## Your instructions:
Each line below must be transcribed with no word changed.

(Saved entries)

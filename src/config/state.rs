// src/config/state.rs
use super::options::AppOptions;

#[derive(Clone, Debug)]
pub struct GuiState {
    /// Contents of the "profile URL" text field
    pub url_input: String,

    /// Author whose papers are shown in the side panel
    pub selected_user: Option<String>,

    /// Papers panel → only papers whose citations changed on the last refresh
    pub papers_changed_only: bool,
}

impl Default for GuiState {
    fn default() -> Self {
        Self {
            url_input: s!(),
            selected_user: None,
            papers_changed_only: false,
        }
    }
}

#[derive(Clone, Debug, Default)]
pub struct AppState {
    pub options: AppOptions,
    pub gui: GuiState,
}

impl AppState {
    pub fn new(options: AppOptions) -> Self {
        Self { options, gui: GuiState::default() }
    }
}
// src/clock.rs
use chrono::{DateTime, Utc};

/// Wall clock seam; the change window and timestamps all read through it.
pub trait Clock: Send + Sync {
    fn now(&self) -> DateTime<Utc>;
}

pub struct SystemClock;

impl Clock for SystemClock {
    fn now(&self) -> DateTime<Utc> {
        Utc::now()
    }
}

## Exercise solution:
filename src/config/state.rs
// src/config/state.rs
use super::options::AppOptions;

#[derive(Clone, Debug)]
pub struct GuiState {
    /// Contents of the "profile URL" text field
    pub url_input: String,

    /// Author whose papers are shown in the side panel
    pub selected_user: Option<String>,

    /// Papers panel → only papers whose citations changed on the last refresh
    pub papers_changed_only: bool,
}

impl Default for GuiState {
    fn default() -> Self {
        Self {
            url_input: s!(),
            selected_user: None,
            papers_changed_only: false,
        }
    }
}

#[derive(Clone, Debug, Default)]
pub struct AppState {
    pub options: AppOptions,
    pub gui: GuiState,
}

impl AppState {
    pub fn new(options: AppOptions) -> Self {
        Self { options, gui: GuiState::default() }
    }
}
// src/clock.rs
use chrono::{DateTime, Utc};

/// Wall clock seam; the change window and timestamps all read through it.
pub trait Clock: Send + Sync {
    fn now(&self) -> DateTime<Utc>;
}

pub struct SystemClock;

impl Clock for SystemClock {
    fn now(&self) -> DateTime<Utc> {
        Utc::now()
    }
}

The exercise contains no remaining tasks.